Stored data entries:
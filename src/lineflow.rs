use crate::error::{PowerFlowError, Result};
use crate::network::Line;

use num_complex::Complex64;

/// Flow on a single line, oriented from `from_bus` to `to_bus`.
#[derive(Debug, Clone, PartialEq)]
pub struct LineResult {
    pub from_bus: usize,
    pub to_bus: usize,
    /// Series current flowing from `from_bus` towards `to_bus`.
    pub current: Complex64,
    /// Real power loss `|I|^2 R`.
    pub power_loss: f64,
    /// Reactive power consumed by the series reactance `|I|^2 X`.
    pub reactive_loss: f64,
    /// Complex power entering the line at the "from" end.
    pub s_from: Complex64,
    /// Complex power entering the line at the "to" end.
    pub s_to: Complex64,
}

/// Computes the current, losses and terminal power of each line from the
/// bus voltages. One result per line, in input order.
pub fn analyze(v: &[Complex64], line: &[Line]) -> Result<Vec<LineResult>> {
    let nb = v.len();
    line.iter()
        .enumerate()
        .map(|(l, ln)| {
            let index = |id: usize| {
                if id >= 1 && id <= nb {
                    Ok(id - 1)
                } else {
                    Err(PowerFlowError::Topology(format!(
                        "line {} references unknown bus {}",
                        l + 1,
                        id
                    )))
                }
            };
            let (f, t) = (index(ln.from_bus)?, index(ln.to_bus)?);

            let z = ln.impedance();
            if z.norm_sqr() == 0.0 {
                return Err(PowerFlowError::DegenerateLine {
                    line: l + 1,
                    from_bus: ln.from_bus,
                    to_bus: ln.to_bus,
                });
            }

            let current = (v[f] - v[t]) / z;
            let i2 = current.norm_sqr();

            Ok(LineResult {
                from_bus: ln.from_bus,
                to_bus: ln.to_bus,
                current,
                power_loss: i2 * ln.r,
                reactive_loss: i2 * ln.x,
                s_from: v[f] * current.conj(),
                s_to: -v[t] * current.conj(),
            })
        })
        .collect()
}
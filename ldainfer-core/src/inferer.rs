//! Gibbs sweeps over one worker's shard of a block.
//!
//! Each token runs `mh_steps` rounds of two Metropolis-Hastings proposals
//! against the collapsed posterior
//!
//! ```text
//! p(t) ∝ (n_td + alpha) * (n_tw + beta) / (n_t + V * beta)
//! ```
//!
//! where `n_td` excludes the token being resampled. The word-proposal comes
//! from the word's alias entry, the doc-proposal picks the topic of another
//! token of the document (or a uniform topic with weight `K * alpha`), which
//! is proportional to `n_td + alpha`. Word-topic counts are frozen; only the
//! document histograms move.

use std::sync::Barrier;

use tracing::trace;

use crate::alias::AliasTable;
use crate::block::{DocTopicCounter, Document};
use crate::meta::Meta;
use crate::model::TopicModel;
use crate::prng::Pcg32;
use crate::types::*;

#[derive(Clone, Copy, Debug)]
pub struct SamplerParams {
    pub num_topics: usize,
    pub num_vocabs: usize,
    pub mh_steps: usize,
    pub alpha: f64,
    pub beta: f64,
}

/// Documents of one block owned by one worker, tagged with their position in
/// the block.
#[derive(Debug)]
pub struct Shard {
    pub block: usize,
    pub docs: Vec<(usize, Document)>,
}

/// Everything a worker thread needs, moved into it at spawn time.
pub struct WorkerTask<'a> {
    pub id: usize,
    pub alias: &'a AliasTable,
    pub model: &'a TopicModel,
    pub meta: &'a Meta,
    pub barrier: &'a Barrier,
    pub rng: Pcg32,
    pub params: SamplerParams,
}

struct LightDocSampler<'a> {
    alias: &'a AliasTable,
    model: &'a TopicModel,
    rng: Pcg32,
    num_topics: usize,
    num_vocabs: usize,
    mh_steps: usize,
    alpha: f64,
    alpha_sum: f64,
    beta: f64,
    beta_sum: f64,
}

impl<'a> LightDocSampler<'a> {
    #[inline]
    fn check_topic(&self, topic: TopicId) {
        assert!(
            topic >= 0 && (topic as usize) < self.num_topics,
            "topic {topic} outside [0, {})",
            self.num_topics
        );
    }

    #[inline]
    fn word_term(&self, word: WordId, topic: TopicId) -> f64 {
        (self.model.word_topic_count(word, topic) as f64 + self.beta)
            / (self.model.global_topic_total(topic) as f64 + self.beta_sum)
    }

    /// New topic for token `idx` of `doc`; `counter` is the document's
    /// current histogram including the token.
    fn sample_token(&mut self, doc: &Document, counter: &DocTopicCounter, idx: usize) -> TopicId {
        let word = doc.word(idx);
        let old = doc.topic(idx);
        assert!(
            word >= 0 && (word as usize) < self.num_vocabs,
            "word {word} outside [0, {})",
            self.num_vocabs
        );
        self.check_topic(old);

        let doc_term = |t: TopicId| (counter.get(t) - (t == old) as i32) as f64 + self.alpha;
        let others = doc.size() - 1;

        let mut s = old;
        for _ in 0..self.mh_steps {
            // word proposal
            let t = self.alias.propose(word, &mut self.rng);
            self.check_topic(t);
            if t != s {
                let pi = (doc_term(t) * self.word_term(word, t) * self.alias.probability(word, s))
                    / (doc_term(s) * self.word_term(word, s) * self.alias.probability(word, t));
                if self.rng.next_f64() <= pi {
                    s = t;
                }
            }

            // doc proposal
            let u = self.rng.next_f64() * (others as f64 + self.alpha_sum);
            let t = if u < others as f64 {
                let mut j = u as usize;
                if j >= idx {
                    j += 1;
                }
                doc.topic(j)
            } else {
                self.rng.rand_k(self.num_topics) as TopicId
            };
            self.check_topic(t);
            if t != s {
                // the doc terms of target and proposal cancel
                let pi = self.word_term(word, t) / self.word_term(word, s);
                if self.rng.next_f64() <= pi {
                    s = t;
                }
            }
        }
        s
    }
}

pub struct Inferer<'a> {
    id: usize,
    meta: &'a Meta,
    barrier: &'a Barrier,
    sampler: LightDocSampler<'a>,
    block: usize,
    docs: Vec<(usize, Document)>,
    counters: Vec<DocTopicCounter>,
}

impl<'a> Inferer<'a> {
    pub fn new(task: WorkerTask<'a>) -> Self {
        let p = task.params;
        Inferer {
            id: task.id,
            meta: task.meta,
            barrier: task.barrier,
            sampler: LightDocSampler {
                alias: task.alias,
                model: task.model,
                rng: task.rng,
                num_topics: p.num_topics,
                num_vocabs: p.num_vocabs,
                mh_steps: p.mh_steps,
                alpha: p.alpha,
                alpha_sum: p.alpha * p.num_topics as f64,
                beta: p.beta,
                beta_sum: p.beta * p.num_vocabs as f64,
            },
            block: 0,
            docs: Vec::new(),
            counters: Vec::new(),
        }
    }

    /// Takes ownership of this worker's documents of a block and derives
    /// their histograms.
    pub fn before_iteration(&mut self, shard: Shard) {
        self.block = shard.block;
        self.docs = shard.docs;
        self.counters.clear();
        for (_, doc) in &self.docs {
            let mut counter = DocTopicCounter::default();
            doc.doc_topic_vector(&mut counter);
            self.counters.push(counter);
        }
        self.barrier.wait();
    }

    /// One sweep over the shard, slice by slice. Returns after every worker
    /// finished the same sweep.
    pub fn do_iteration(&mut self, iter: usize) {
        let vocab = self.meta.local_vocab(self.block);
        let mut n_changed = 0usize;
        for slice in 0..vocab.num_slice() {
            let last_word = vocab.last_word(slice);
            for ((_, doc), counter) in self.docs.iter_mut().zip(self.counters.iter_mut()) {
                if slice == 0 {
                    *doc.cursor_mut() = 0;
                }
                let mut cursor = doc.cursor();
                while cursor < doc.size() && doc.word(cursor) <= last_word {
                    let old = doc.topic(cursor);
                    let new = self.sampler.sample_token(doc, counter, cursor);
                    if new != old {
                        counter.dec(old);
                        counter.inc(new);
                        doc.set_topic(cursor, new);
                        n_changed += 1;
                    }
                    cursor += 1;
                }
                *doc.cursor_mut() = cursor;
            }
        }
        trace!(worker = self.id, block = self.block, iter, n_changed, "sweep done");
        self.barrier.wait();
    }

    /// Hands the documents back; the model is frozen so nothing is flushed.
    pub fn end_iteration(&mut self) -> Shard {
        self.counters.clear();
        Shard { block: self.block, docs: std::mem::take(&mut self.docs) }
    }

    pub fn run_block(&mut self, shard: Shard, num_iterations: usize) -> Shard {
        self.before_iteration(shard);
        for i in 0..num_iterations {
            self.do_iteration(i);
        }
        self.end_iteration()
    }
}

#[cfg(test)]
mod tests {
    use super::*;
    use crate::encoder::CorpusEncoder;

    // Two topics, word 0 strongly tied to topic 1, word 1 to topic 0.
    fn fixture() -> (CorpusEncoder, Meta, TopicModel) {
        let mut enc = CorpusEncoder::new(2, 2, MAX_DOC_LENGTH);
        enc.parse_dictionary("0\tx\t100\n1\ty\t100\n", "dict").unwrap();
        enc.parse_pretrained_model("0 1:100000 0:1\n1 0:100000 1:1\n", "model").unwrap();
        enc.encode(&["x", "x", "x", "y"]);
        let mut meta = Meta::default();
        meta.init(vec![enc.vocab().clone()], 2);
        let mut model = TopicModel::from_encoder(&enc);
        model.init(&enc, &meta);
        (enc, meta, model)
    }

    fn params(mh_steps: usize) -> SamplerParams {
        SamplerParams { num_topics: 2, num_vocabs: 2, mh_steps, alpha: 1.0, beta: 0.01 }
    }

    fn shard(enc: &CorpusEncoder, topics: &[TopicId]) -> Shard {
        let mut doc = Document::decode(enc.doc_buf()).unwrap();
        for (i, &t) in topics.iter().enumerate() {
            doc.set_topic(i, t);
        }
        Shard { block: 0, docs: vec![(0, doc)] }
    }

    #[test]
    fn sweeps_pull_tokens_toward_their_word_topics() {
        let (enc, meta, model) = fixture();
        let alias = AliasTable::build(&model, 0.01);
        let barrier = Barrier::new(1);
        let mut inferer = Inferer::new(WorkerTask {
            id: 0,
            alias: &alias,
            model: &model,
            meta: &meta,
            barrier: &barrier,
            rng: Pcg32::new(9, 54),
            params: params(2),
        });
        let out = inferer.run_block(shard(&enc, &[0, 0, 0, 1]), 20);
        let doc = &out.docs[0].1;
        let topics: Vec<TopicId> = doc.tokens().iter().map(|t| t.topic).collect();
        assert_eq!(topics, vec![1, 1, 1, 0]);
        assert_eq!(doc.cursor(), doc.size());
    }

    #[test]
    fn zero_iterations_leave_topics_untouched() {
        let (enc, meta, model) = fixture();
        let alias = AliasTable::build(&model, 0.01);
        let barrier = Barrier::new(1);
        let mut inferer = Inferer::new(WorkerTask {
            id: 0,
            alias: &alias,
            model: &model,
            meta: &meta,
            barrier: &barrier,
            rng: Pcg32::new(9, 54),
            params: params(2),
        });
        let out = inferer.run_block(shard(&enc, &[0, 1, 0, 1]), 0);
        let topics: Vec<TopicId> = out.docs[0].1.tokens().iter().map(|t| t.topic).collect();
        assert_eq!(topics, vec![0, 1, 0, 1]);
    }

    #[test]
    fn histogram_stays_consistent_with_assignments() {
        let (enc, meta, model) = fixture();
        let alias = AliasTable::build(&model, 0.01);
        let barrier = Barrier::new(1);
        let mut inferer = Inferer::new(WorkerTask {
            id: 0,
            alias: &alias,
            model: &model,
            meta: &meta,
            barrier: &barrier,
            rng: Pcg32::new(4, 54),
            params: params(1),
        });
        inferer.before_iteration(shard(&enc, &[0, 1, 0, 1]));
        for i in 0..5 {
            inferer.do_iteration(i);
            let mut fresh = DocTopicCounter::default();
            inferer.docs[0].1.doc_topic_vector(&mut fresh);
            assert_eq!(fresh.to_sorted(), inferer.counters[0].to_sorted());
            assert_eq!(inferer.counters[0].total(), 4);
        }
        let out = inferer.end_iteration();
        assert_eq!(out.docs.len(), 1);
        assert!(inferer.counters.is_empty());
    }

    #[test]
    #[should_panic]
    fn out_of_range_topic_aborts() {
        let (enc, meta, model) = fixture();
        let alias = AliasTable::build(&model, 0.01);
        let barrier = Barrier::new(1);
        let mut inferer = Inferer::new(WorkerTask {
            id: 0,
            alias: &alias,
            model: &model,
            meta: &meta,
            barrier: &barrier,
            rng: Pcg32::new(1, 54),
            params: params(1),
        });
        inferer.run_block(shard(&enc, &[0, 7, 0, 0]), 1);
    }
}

THE TASK:
Beginning at the top of the entries above, output each line exactly, and end with the line in which "let i2 = current.norm_sqr();" appears.

ANSWER BOX:
filename src/lineflow.rs
use crate::error::{PowerFlowError, Result};
use crate::network::Line;

use num_complex::Complex64;

/// Flow on a single line, oriented from `from_bus` to `to_bus`.
#[derive(Debug, Clone, PartialEq)]
pub struct LineResult {
    pub from_bus: usize,
    pub to_bus: usize,
    /// Series current flowing from `from_bus` towards `to_bus`.
    pub current: Complex64,
    /// Real power loss `|I|^2 R`.
    pub power_loss: f64,
    /// Reactive power consumed by the series reactance `|I|^2 X`.
    pub reactive_loss: f64,
    /// Complex power entering the line at the "from" end.
    pub s_from: Complex64,
    /// Complex power entering the line at the "to" end.
    pub s_to: Complex64,
}

/// Computes the current, losses and terminal power of each line from the
/// bus voltages. One result per line, in input order.
pub fn analyze(v: &[Complex64], line: &[Line]) -> Result<Vec<LineResult>> {
    let nb = v.len();
    line.iter()
        .enumerate()
        .map(|(l, ln)| {
            let index = |id: usize| {
                if id >= 1 && id <= nb {
                    Ok(id - 1)
                } else {
                    Err(PowerFlowError::Topology(format!(
                        "line {} references unknown bus {}",
                        l + 1,
                        id
                    )))
                }
            };
            let (f, t) = (index(ln.from_bus)?, index(ln.to_bus)?);

            let z = ln.impedance();
            if z.norm_sqr() == 0.0 {
                return Err(PowerFlowError::DegenerateLine {
                    line: l + 1,
                    from_bus: ln.from_bus,
                    to_bus: ln.to_bus,
                });
            }

            let current = (v[f] - v[t]) / z;
            let i2 = current.norm_sqr();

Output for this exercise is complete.